Kepler is no special case. He is the normal case in the history of science before the modern separation. To read him honestly means to keep open a question that was prematurely closed in the 19th century: what if geometry, music and consciousness are not three separate topics but three languages for the same thing? Precisely this is the question being asked again today by quantum physics and experimental consciousness research – see also our pieces on consciousness and the brain and majority vs. expert opinion.

Sources

  • Johannes Kepler: Mysterium Cosmographicum. Tübingen 1596.
  • Johannes Kepler: De Fundamentis Astrologiae Certioribus. Prague 1601 (75 theses, Latin).
  • Johannes Kepler: Astronomia Nova. Heidelberg 1609.
  • Johannes Kepler: Tertius interveniens. Warning to several theologians, physicians and philosophers. Frankfurt 1610.
  • Johannes Kepler: Harmonices Mundi libri V. Linz 1619.
  • Johannes Kepler: Tabulae Rudolphinae.

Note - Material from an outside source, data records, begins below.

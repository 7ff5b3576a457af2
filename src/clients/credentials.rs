//! # Credential Extraction
//!
//! Reads the raw credential material a resolved provider configuration points at.

use crate::clients::SecretReader;
use crate::crd::{CredentialsSource, ProviderCredentials};
use std::env::VarError;
use thiserror::Error;
use tracing::debug;

#[derive(Debug, Error)]
pub enum CredentialsError {
    #[error("credentials source {0} requires a selector that is not set")]
    MissingSelector(CredentialsSource),
    #[error("secret reference {name} has no namespace and no default namespace is known")]
    MissingNamespace { name: String },
    #[error("cannot get credentials secret: {0}")]
    GetSecretFailed(#[source] anyhow::Error),
    #[error("credentials secret {namespace}/{name} has no key {key}")]
    MissingSecretKey {
        namespace: String,
        name: String,
        key: String,
    },
    #[error("credentials environment variable {0} is not set")]
    EnvNotSet(String),
    #[error("credentials environment variable {0} is not valid unicode")]
    EnvNotUnicode(String),
    #[error("cannot read credentials file {path}: {source}")]
    ReadFile {
        path: String,
        #[source]
        source: std::io::Error,
    },
}

/// Extract the credential bytes described by `credentials`
///
/// Returns `Ok(None)` for sources with nothing to read (`None`, `InjectedIdentity`);
/// the caller then relies on the ambient identity of the provider.
/// A secret selector without a namespace falls back to `default_namespace`,
/// normally the managed resource's namespace.
pub async fn extract_credentials<R>(
    reader: &R,
    credentials: &ProviderCredentials,
    default_namespace: Option<&str>,
) -> Result<Option<Vec<u8>>, CredentialsError>
where
    R: SecretReader + ?Sized,
{
    let source = credentials.source;
    match source {
        CredentialsSource::None | CredentialsSource::InjectedIdentity => {
            debug!("Credentials source {} has nothing to extract", source);
            Ok(None)
        }
        CredentialsSource::Secret => {
            let selector = credentials
                .secret_ref
                .as_ref()
                .ok_or(CredentialsError::MissingSelector(source))?;
            let namespace = selector
                .namespace
                .as_deref()
                .or(default_namespace)
                .ok_or_else(|| CredentialsError::MissingNamespace {
                    name: selector.name.clone(),
                })?;

            debug!(
                "Reading credentials from secret {}/{} key {}",
                namespace, selector.name, selector.key
            );
            let secret = reader
                .get_secret(namespace, &selector.name)
                .await
                .map_err(CredentialsError::GetSecretFailed)?;

            secret
                .data
                .and_then(|mut data| data.remove(&selector.key))
                .map(|value| Some(value.0))
                .ok_or_else(|| CredentialsError::MissingSecretKey {
                    namespace: namespace.to_string(),
                    name: selector.name.clone(),
                    key: selector.key.clone(),
                })
        }
        CredentialsSource::Environment => {
            let selector = credentials
                .env
                .as_ref()
                .ok_or(CredentialsError::MissingSelector(source))?;
            debug!("Reading credentials from environment variable {}", selector.name);
            match std::env::var(&selector.name) {
                Ok(value) => Ok(Some(value.into_bytes())),
                Err(VarError::NotPresent) => {
                    Err(CredentialsError::EnvNotSet(selector.name.clone()))
                }
                Err(VarError::NotUnicode(_)) => {
                    Err(CredentialsError::EnvNotUnicode(selector.name.clone()))
                }
            }
        }
        CredentialsSource::Filesystem => {
            let selector = credentials
                .fs
                .as_ref()
                .ok_or(CredentialsError::MissingSelector(source))?;
            debug!("Reading credentials from file {}", selector.path);
            tokio::fs::read(&selector.path)
                .await
                .map(Some)
                .map_err(|source| CredentialsError::ReadFile {
                    path: selector.path.clone(),
                    source,
                })
        }
    }
}

#[cfg(test)]
mod tests {
    use super::*;
    use crate::crd::{EnvSelector, FsSelector, SecretKeySelector};
    use async_trait::async_trait;
    use k8s_openapi::api::core::v1::Secret;
    use k8s_openapi::ByteString;
    use std::collections::BTreeMap;
    use std::io::Write;
    use std::sync::Mutex;

    /// Serves a single secret and records which namespace/name were asked for
    #[derive(Default)]
    struct StaticSecrets {
        data: BTreeMap<String, ByteString>,
        fail: bool,
        requested: Mutex<Vec<String>>,
    }

    #[async_trait]
    impl SecretReader for StaticSecrets {
        async fn get_secret(&self, namespace: &str, name: &str) -> anyhow::Result<Secret> {
            self.requested
                .lock()
                .unwrap()
                .push(format!("{}/{}", namespace, name));
            if self.fail {
                anyhow::bail!("secrets \"{}\" is forbidden", name);
            }
            Ok(Secret {
                data: Some(self.data.clone()),
                ..Secret::default()
            })
        }
    }

    fn secret_credentials(namespace: Option<&str>) -> ProviderCredentials {
        ProviderCredentials {
            source: CredentialsSource::Secret,
            secret_ref: Some(SecretKeySelector {
                name: "cluster-config".to_string(),
                namespace: namespace.map(str::to_string),
                key: "kubeconfig".to_string(),
            }),
            ..ProviderCredentials::default()
        }
    }

    fn kubeconfig_secrets() -> StaticSecrets {
        StaticSecrets {
            data: BTreeMap::from([(
                "kubeconfig".to_string(),
                ByteString(b"apiVersion: v1".to_vec()),
            )]),
            ..StaticSecrets::default()
        }
    }

    #[tokio::test]
    async fn test_none_and_injected_identity_extract_nothing() {
        let reader = StaticSecrets::default();
        for source in [CredentialsSource::None, CredentialsSource::InjectedIdentity] {
            let credentials = ProviderCredentials {
                source,
                ..ProviderCredentials::default()
            };
            let extracted = extract_credentials(&reader, &credentials, None).await.unwrap();
            assert!(extracted.is_none(), "source {} should extract nothing", source);
        }
        assert!(reader.requested.lock().unwrap().is_empty());
    }

    #[tokio::test]
    async fn test_secret_with_explicit_namespace() {
        let reader = kubeconfig_secrets();
        let extracted =
            extract_credentials(&reader, &secret_credentials(Some("crossplane-system")), Some("team-a"))
                .await
                .unwrap();

        assert_eq!(extracted, Some(b"apiVersion: v1".to_vec()));
        assert_eq!(
            *reader.requested.lock().unwrap(),
            vec!["crossplane-system/cluster-config".to_string()]
        );
    }

    #[tokio::test]
    async fn test_secret_falls_back_to_default_namespace() {
        let reader = kubeconfig_secrets();
        extract_credentials(&reader, &secret_credentials(None), Some("team-a"))
            .await
            .unwrap();

        assert_eq!(
            *reader.requested.lock().unwrap(),
            vec!["team-a/cluster-config".to_string()]
        );
    }

    #[tokio::test]
    async fn test_secret_without_any_namespace() {
        let reader = kubeconfig_secrets();
        let err = extract_credentials(&reader, &secret_credentials(None), None)
            .await
            .unwrap_err();
        assert!(matches!(err, CredentialsError::MissingNamespace { .. }));
    }

    #[tokio::test]
    async fn test_secret_read_failure() {
        let reader = StaticSecrets {
            fail: true,
            ..StaticSecrets::default()
        };
        let err = extract_credentials(&reader, &secret_credentials(Some("ns")), None)
            .await
            .unwrap_err();
        assert_eq!(
            err.to_string(),
            "cannot get credentials secret: secrets \"cluster-config\" is forbidden"
        );
    }

    #[tokio::test]
    async fn test_secret_missing_key() {
        let reader = StaticSecrets::default();
        let err = extract_credentials(&reader, &secret_credentials(Some("ns")), None)
            .await
            .unwrap_err();
        assert_eq!(
            err.to_string(),
            "credentials secret ns/cluster-config has no key kubeconfig"
        );
    }

    #[tokio::test]
    async fn test_missing_selectors() {
        let reader = StaticSecrets::default();
        for source in [
            CredentialsSource::Secret,
            CredentialsSource::Environment,
            CredentialsSource::Filesystem,
        ] {
            let credentials = ProviderCredentials {
                source,
                ..ProviderCredentials::default()
            };
            let err = extract_credentials(&reader, &credentials, Some("ns"))
                .await
                .unwrap_err();
            assert!(
                matches!(err, CredentialsError::MissingSelector(s) if s == source),
                "source {} without selector should fail, got {}",
                source,
                err
            );
        }
    }

    #[tokio::test]
    async fn test_environment_source() {
        let reader = StaticSecrets::default();
        let name = "PROVIDER_HELM_TEST_CREDENTIALS_PRESENT";
        std::env::set_var(name, "token");

        let credentials = ProviderCredentials {
            source: CredentialsSource::Environment,
            env: Some(EnvSelector {
                name: name.to_string(),
            }),
            ..ProviderCredentials::default()
        };
        let extracted = extract_credentials(&reader, &credentials, None).await.unwrap();
        assert_eq!(extracted, Some(b"token".to_vec()));
    }

    #[tokio::test]
    async fn test_environment_source_unset() {
        let reader = StaticSecrets::default();
        let credentials = ProviderCredentials {
            source: CredentialsSource::Environment,
            env: Some(EnvSelector {
                name: "PROVIDER_HELM_TEST_CREDENTIALS_ABSENT".to_string(),
            }),
            ..ProviderCredentials::default()
        };
        let err = extract_credentials(&reader, &credentials, None)
            .await
            .unwrap_err();
        assert!(matches!(err, CredentialsError::EnvNotSet(ref n) if n == "PROVIDER_HELM_TEST_CREDENTIALS_ABSENT"));
    }

    #[cfg(unix)]
    #[tokio::test]
    async fn test_environment_source_not_unicode() {
        use std::ffi::OsStr;
        use std::os::unix::ffi::OsStrExt;

        let reader = StaticSecrets::default();
        let name = "PROVIDER_HELM_TEST_CREDENTIALS_NOT_UNICODE";
        std::env::set_var(name, OsStr::from_bytes(b"\xff\xfe"));

        let credentials = ProviderCredentials {
            source: CredentialsSource::Environment,
            env: Some(EnvSelector {
                name: name.to_string(),
            }),
            ..ProviderCredentials::default()
        };
        let err = extract_credentials(&reader, &credentials, None)
            .await
            .unwrap_err();
        assert!(
            matches!(err, CredentialsError::EnvNotUnicode(ref n) if n == name),
            "set but non-unicode variable must not read as unset, got {}",
            err
        );
    }

    #[tokio::test]
    async fn test_filesystem_source() {
        let reader = StaticSecrets::default();
        let mut file = tempfile::NamedTempFile::new().unwrap();
        file.write_all(b"kubeconfig-bytes").unwrap();

        let credentials = ProviderCredentials {
            source: CredentialsSource::Filesystem,
            fs: Some(FsSelector {
                path: file.path().to_string_lossy().into_owned(),
            }),
            ..ProviderCredentials::default()
        };
        let extracted = extract_credentials(&reader, &credentials, None).await.unwrap();
        assert_eq!(extracted, Some(b"kubeconfig-bytes".to_vec()));
    }

    #[tokio::test]
    async fn test_filesystem_source_missing_file() {
        let reader = StaticSecrets::default();
        let dir = tempfile::tempdir().unwrap();
        let path = dir.path().join("missing").to_string_lossy().into_owned();

        let credentials = ProviderCredentials {
            source: CredentialsSource::Filesystem,
            fs: Some(FsSelector { path: path.clone() }),
            ..ProviderCredentials::default()
        };
        let err = extract_credentials(&reader, &credentials, None)
            .await
            .unwrap_err();
        assert!(matches!(err, CredentialsError::ReadFile { path: ref p, .. } if *p == path));
    }
}
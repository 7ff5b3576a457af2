//! # Custom Resource Definitions
//!
//! CRD types for the Helm provider's configuration objects.
//!
//! ## Module Structure
//!
//! - `credentials.rs` - Credential descriptors and identities
//! - `reference.rs` - References from managed resources and usages
//! - `provider_config.rs` - `ProviderConfig` and `ClusterProviderConfig`
//! - `usage.rs` - `ProviderConfigUsage`
//! - `generate.rs` - CRD YAML rendering used by `crdgen`

mod credentials;
mod generate;
mod provider_config;
mod reference;
mod usage;

// Re-export all public types
pub use credentials::{
    CredentialsSource, EnvSelector, FsSelector, Identity, IdentityType, ProviderCredentials,
    SecretKeySelector,
};
pub use generate::crd_yaml;
pub use provider_config::{
    ClusterProviderConfig, ClusterProviderConfigSpec, ProviderConfig, ProviderConfigKind,
    ProviderConfigObject, ProviderConfigSpec, ProviderConfigStatus, UnknownProviderConfigKind,
};
pub use reference::{ProviderConfigReference, TypedReference};
pub use usage::{ProviderConfigUsage, ProviderConfigUsageSpec};
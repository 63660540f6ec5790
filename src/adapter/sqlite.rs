// SPDX-License-Identifier: Apache-2.0

//! SQLite schema adapter
//!
//! SQLite keeps the authoritative schema as the original `CREATE TABLE`
//! text in `sqlite_master`, so columns, primary keys and foreign keys all
//! come from parsing that DDL. A table whose DDL the parser cannot handle
//! degrades to an empty column list with a warning rather than failing the
//! whole analysis.

use async_trait::async_trait;
use sqlparser::ast::{ColumnOption, ObjectName, Statement, TableConstraint};
use sqlparser::dialect::SQLiteDialect;
use sqlparser::parser::Parser;
use sqlx::sqlite::{SqliteConnectOptions, SqlitePool, SqlitePoolOptions};
use tracing::warn;

use crate::adapter::{DeclaredForeignKey, RawColumn, SchemaAdapter, TableRef};
use crate::error::{MetaError, MetaResult};
use crate::model::{ConnectionKind, ConnectionParams};

pub struct SqliteAdapter {
    pool: SqlitePool,
}

/// Everything the DDL of one table yields in a single parse.
#[derive(Debug, Default)]
struct ParsedTable {
    columns: Vec<RawColumn>,
    pk: Vec<String>,
    fks: Vec<DeclaredForeignKey>,
}

impl SqliteAdapter {
    pub async fn connect(params: &ConnectionParams) -> MetaResult<Self> {
        let ConnectionParams::File { path } = params else {
            return Err(MetaError::connection_failed(
                "sqlite connections require a file path",
            ));
        };

        if path != ":memory:" && !std::path::Path::new(path).is_file() {
            return Err(MetaError::connection_failed(format!(
                "database file not found: {path}"
            )));
        }

        let conn_str = if path == ":memory:" {
            "sqlite::memory:".to_string()
        } else {
            format!("sqlite:{path}")
        };

        use std::str::FromStr;
        let opts = SqliteConnectOptions::from_str(&conn_str)
            .unwrap_or_else(|_| SqliteConnectOptions::new().filename(path))
            .busy_timeout(std::time::Duration::from_secs(30));

        let pool = SqlitePoolOptions::new()
            .max_connections(5)
            .acquire_timeout(std::time::Duration::from_secs(10))
            .connect_with(opts)
            .await
            .map_err(|e| MetaError::connection_failed(e.to_string()))?;

        sqlx::query("SELECT 1")
            .execute(&pool)
            .await
            .map_err(|e| MetaError::connection_failed(e.to_string()))?;

        Ok(Self { pool })
    }

    async fn table_ddl(&self, table: &str) -> MetaResult<Option<String>> {
        let row: Option<(Option<String>,)> = sqlx::query_as(
            r#"
            SELECT sql
            FROM sqlite_master
            WHERE type = 'table' AND name = ?
            "#,
        )
        .bind(table)
        .fetch_optional(&self.pool)
        .await
        .map_err(|e| MetaError::introspection(e.to_string()))?;

        Ok(row.and_then(|(sql,)| sql))
    }

    async fn introspect(&self, table: &TableRef) -> MetaResult<ParsedTable> {
        let Some(ddl) = self.table_ddl(&table.name).await? else {
            return Err(MetaError::introspection(format!(
                "table not found: {}",
                table.name
            )));
        };

        match parse_create_table(&ddl) {
            Ok(parsed) => Ok(parsed),
            Err(err) => {
                warn!(table = %table.name, error = %err, "unparseable table DDL, skipping columns");
                Ok(ParsedTable::default())
            }
        }
    }
}

fn object_name_tail(name: &ObjectName) -> String {
    name.0
        .last()
        .map(|ident| ident.value.clone())
        .unwrap_or_default()
}

fn parse_create_table(ddl: &str) -> Result<ParsedTable, String> {
    let statements =
        Parser::parse_sql(&SQLiteDialect {}, ddl).map_err(|e| e.to_string())?;
    let Some(Statement::CreateTable(ct)) = statements.into_iter().next() else {
        return Err("expected a single CREATE TABLE statement".to_string());
    };

    let mut parsed = ParsedTable::default();

    for col in &ct.columns {
        let name = col.name.value.clone();
        let mut nullable = true;
        let mut default = None;

        for option in &col.options {
            match &option.option {
                ColumnOption::NotNull => nullable = false,
                ColumnOption::Null => nullable = true,
                ColumnOption::Default(expr) => default = Some(expr.to_string()),
                ColumnOption::Unique { is_primary, .. } if *is_primary => {
                    nullable = false;
                    parsed.pk.push(name.clone());
                }
                ColumnOption::ForeignKey {
                    foreign_table,
                    referred_columns,
                    ..
                } => {
                    parsed.fks.push(DeclaredForeignKey {
                        column: name.clone(),
                        target_schema: None,
                        target_table: object_name_tail(foreign_table),
                        // SQLite allows omitting the referenced column,
                        // which then means the target's primary key.
                        target_column: referred_columns
                            .first()
                            .map(|c| c.value.clone())
                            .unwrap_or_else(|| "id".to_string()),
                    });
                }
                _ => {}
            }
        }

        parsed.columns.push(RawColumn {
            name,
            raw_type: col.data_type.to_string(),
            nullable,
            default,
            is_enum: false,
            enum_values: None,
        });
    }

    for constraint in &ct.constraints {
        match constraint {
            TableConstraint::PrimaryKey { columns, .. } => {
                for ident in columns {
                    parsed.pk.push(ident.value.clone());
                }
            }
            TableConstraint::ForeignKey {
                columns,
                foreign_table,
                referred_columns,
                ..
            } => {
                for (idx, ident) in columns.iter().enumerate() {
                    parsed.fks.push(DeclaredForeignKey {
                        column: ident.value.clone(),
                        target_schema: None,
                        target_table: object_name_tail(foreign_table),
                        target_column: referred_columns
                            .get(idx)
                            .map(|c| c.value.clone())
                            .unwrap_or_else(|| "id".to_string()),
                    });
                }
            }
            _ => {}
        }
    }

    Ok(parsed)
}

#[async_trait]
impl SchemaAdapter for SqliteAdapter {
    fn kind(&self) -> ConnectionKind {
        ConnectionKind::Sqlite
    }

    async fn list_tables(&self) -> MetaResult<Vec<TableRef>> {
        let rows: Vec<(String,)> = sqlx::query_as(
            r#"
            SELECT name
            FROM sqlite_master
            WHERE type = 'table'
              AND name NOT LIKE 'sqlite_%'
            ORDER BY name
            "#,
        )
        .fetch_all(&self.pool)
        .await
        .map_err(|e| MetaError::introspection(e.to_string()))?;

        Ok(rows
            .into_iter()
            .map(|(name,)| TableRef { schema: None, name })
            .collect())
    }

    async fn describe_table(&self, table: &TableRef) -> MetaResult<Vec<RawColumn>> {
        Ok(self.introspect(table).await?.columns)
    }

    async fn declared_primary_key(&self, table: &TableRef) -> MetaResult<Vec<String>> {
        Ok(self.introspect(table).await?.pk)
    }

    async fn declared_foreign_keys(&self, table: &TableRef) -> MetaResult<Vec<DeclaredForeignKey>> {
        Ok(self.introspect(table).await?.fks)
    }

    async fn close(&self) {
        self.pool.close().await;
    }
}

#[cfg(test)]
mod tests {
    use super::*;

    #[test]
    fn parses_columns_keys_and_constraints() {
        let ddl = r#"
            CREATE TABLE posts (
                id INTEGER PRIMARY KEY,
                user_id INTEGER NOT NULL REFERENCES users(id),
                title TEXT NOT NULL,
                body TEXT,
                published_at TEXT DEFAULT CURRENT_TIMESTAMP,
                FOREIGN KEY (user_id) REFERENCES users(id)
            )
        "#;
        let parsed = parse_create_table(ddl).expect("parse");

        let names: Vec<&str> = parsed.columns.iter().map(|c| c.name.as_str()).collect();
        assert_eq!(names, vec!["id", "user_id", "title", "body", "published_at"]);
        assert_eq!(parsed.pk, vec!["id"]);
        assert!(!parsed.columns[1].nullable);
        assert!(parsed.columns[3].nullable);
        assert!(parsed.columns[4].default.is_some());

        // Both the inline and the table-level constraint point at users.id
        assert!(parsed
            .fks
            .iter()
            .all(|fk| fk.column == "user_id"
                && fk.target_table == "users"
                && fk.target_column == "id"));
        assert_eq!(parsed.fks.len(), 2);
    }

    #[test]
    fn parses_composite_table_level_primary_key() {
        let ddl = r#"
            CREATE TABLE memberships (
                user_id INTEGER NOT NULL,
                team_id INTEGER NOT NULL,
                PRIMARY KEY (user_id, team_id)
            )
        "#;
        let parsed = parse_create_table(ddl).expect("parse");
        assert_eq!(parsed.pk, vec!["user_id", "team_id"]);
    }

    #[test]
    fn rejects_non_create_table_ddl() {
        assert!(parse_create_table("CREATE INDEX idx ON t(a)").is_err());
        assert!(parse_create_table("not sql at all !!").is_err());
    }
}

Ulm 1627.
  • Wolfgang Pauli: The Influence of Archetypal Ideas on the Scientific Theories of Kepler, in: C. G. Jung & W. Pauli, The Interpretation of Nature and the Psyche. Pantheon 1955 (German original Rascher 1952).
  • Max Caspar: Johannes Kepler. Kohlhammer, Stuttgart 1948 – the standard biography, multiple editions; English translation Abelard-Schuman 1959.
  • Arthur Koestler: The Sleepwalkers. A History of Man's Changing Vision of the Universe. Hutchinson, London 1959 – with the substantial Kepler section "The Watershed".
  • Berthold Sutter: Der Hexenprozess gegen Katharina Kepler. Stadt Weil der Stadt 1979.
  • Volker Bialas: Johannes Kepler. C. H. Beck, Munich 2004.